Cardiology Division, Department of Medicine, Gazes Cardiac Research Institute, Medical University of South Carolina, Charleston, South Carolina, United States of America.
PLoS One. 2010 Jul 12;5(7):e11470. doi: 10.1371/journal.pone.0011470.
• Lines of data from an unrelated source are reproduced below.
// SPDX-License-Identifier: PMPL-1.0-or-later
// Copyright (c) 2026 Jonathan D.A. Jewell (hyperpolymath) <jonathan.jewell@open.ac.uk>
//
// Package intake — classify the members of an incoming zip.
//
// A coordination package holds .docx templates, one placeholder logo and the
// manifest. Members are classified by base name, so templates may sit in
// folders. Archive litter is ignored: `__MACOSX/` resource forks, Word lock
// files (`~$...`) and hidden files.

use std::collections::BTreeSet;

use locale_core::config::LocaleConfig;
use locale_core::error::{LocaleError, Result};
use locale_core::types::{Fingerprint, PackageComponent};
use locale_document::ImageProcessor;
use locale_document::docx::archive::{self, ArchiveMember};
use tracing::{debug, info, instrument};

const TEMPLATE_EXTENSION: &str = ".docx";
const LOGO_EXTENSIONS: [&str; 3] = [".png", ".jpg", ".jpeg"];
const RESOURCE_FORK_DIR: &str = "__MACOSX";
const LOCK_FILE_PREFIX: &str = "~$";

/// A template as received, before it is opened.
#[derive(Debug, Clone, PartialEq, Eq)]
pub struct TemplateFile {
    /// Base name, unique within the package.
    pub name: String,
    pub bytes: Vec<u8>,
}

/// The reference logo shipped alongside the templates.
#[derive(Debug, Clone)]
pub struct PlaceholderLogo {
    /// Member path inside the package.
    pub name: String,
    pub bytes: Vec<u8>,
    pub fingerprint: Fingerprint,
    pub width: u32,
    pub height: u32,
}

impl PlaceholderLogo {
    fn decode(name: String, bytes: Vec<u8>) -> Result<Self> {
        let processor = ImageProcessor::from_bytes(&bytes).map_err(|err| LocaleError::PlaceholderLogo {
            name: name.clone(),
            reason: err.to_string(),
        })?;
        let (width, height) = (processor.width(), processor.height());
        Ok(Self {
            fingerprint: processor.average_hash(),
            width,
            height,
            name,
            bytes,
        })
    }
}

/// The manifest file as received, parsed later by validation.
#[derive(Debug, Clone, PartialEq, Eq)]
pub struct ManifestFile {
    pub name: String,
    pub bytes: Vec<u8>,
}

/// A coordination package with all three components present.
#[derive(Debug, Clone)]
pub struct CoordinationPackage {
    /// Templates in archive order.
    pub templates: Vec<TemplateFile>,
    pub logo: PlaceholderLogo,
    pub manifest: ManifestFile,
}

impl CoordinationPackage {
    pub fn template_names(&self) -> BTreeSet<String> {
        self.templates.iter().map(|t| t.name.clone()).collect()
    }
}

#[derive(Debug, Default)]
struct Classified {
    templates: Vec<TemplateFile>,
    logo: Option<ArchiveMember>,
    manifest: Option<ArchiveMember>,
}

/// Unpack a coordination package.
///
/// Every missing component is reported in one `MissingComponent` error,
/// before any template is opened.
#[instrument(skip(bytes, config), fields(bytes_len = bytes.len()))]
pub fn unpack_package(bytes: &[u8], config: &LocaleConfig) -> Result<CoordinationPackage> {
    let classified = classify(bytes, &config.manifest_file_name)?;

    let mut missing = Vec::new();
    if classified.templates.is_empty() {
        missing.push(PackageComponent::Templates);
    }
    if classified.logo.is_none() {
        missing.push(PackageComponent::PlaceholderLogo);
    }
    if classified.manifest.is_none() {
        missing.push(PackageComponent::Manifest);
    }
    let (Some(logo), Some(manifest)) = (classified.logo, classified.manifest) else {
        return Err(LocaleError::MissingComponent { missing });
    };
    if !missing.is_empty() {
        return Err(LocaleError::MissingComponent { missing });
    }

    let logo = PlaceholderLogo::decode(logo.name, logo.data)?;
    info!(
        templates = classified.templates.len(),
        logo = %logo.name,
        fingerprint = %logo.fingerprint,
        "package unpacked"
    );
    Ok(CoordinationPackage {
        templates: classified.templates,
        logo,
        manifest: ManifestFile {
            name: manifest.name,
            bytes: manifest.data,
        },
    })
}

/// Unpack a zip of templates only, as used for coordination-side extraction.
#[instrument(skip(bytes), fields(bytes_len = bytes.len()))]
pub fn unpack_templates(bytes: &[u8]) -> Result<Vec<TemplateFile>> {
    // No member can be named "" so the manifest slot stays empty.
    let classified = classify(bytes, "")?;
    if classified.templates.is_empty() {
        return Err(LocaleError::MissingComponent {
            missing: vec![PackageComponent::Templates],
        });
    }
    Ok(classified.templates)
}

fn classify(bytes: &[u8], manifest_file_name: &str) -> Result<Classified> {
    let members = archive::read_members(bytes)
        .map_err(|err| LocaleError::PackageFormat(err.to_string()))?;

    let mut classified = Classified::default();
    let mut seen = BTreeSet::new();
    for member in members {
        if is_litter(&member.name) {
            debug!(member = %member.name, "ignored");
            continue;
        }
        let base = base_name(&member.name).to_string();
        let lower = base.to_lowercase();

        if lower.ends_with(TEMPLATE_EXTENSION) {
            if !seen.insert(base.clone()) {
                return Err(LocaleError::DuplicateTemplate(base));
            }
            classified.templates.push(TemplateFile {
                name: base,
                bytes: member.data,
            });
        } else if base == manifest_file_name {
            if classified.manifest.is_none() {
                classified.manifest = Some(member);
            }
        } else if LOGO_EXTENSIONS.iter().any(|ext| lower.ends_with(ext)) {
            if classified.logo.is_none() {
                classified.logo = Some(member);
            }
        } else {
            debug!(member = %member.name, "unrecognised member ignored");
        }
    }
    Ok(classified)
}

fn base_name(path: &str) -> &str {
    path.rsplit(['/', '\\']).next().unwrap_or(path)
}

fn is_litter(path: &str) -> bool {
    let base = base_name(path);
    path.split(['/', '\\']).any(|part| part == RESOURCE_FORK_DIR)
        || base.starts_with(LOCK_FILE_PREFIX)
        || base.starts_with('.')
        || base.is_empty()
}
The myocardium responds to hemodynamic stress through cellular growth and organ hypertrophy. The impact of cytoskeletal elements on this process, however, is not fully understood. While alpha-actin in cardiomyocytes governs muscle contraction in combination with the myosin motor, the exact role of beta-actin has not been established. We hypothesized that in adult cardiomyocytes, as in non-myocytes, beta-actin can facilitate cytoskeletal rearrangement within cytoskeletal structures such as Z-discs. Using a feline right ventricular pressure overload (RVPO) model, we measured the level and distribution of beta-actin in normal and pressure overloaded myocardium. Resulting data demonstrated enriched levels of beta-actin and enhanced translocation to the Triton-insoluble cytoskeletal and membrane skeletal complexes. In addition, RVPO in vivo and in vitro hypertrophic stimulation with endothelin (ET) or insulin in isolated adult cardiomyocytes enhanced the content of polymerized fraction (F-actin) of beta-actin. To determine the localization and dynamics of beta-actin, we adenovirally expressed GFP-tagged beta-actin in isolated adult cardiomyocytes. The ectopically expressed beta-actin-GFP localized to the Z-discs, costameres, and cell termini. Fluorescence recovery after photobleaching (FRAP) measurements of beta-actin dynamics revealed that beta-actin at the Z-discs is constantly being exchanged with beta-actin from cytoplasmic pools and that this exchange is faster upon hypertrophic stimulation with ET or insulin. In addition, in electrically stimulated isolated adult cardiomyocytes, while beta-actin overexpression improved cardiomyocyte contractility, immunoneutralization of beta-actin resulted in a reduced contractility suggesting that beta-actin could be important for the contractile function of adult cardiomyocytes. These studies demonstrate the presence and dynamics of beta-actin in the adult cardiomyocyte and reinforce its usefulness in measuring cardiac cytoskeletal rearrangement during hypertrophic stimulation.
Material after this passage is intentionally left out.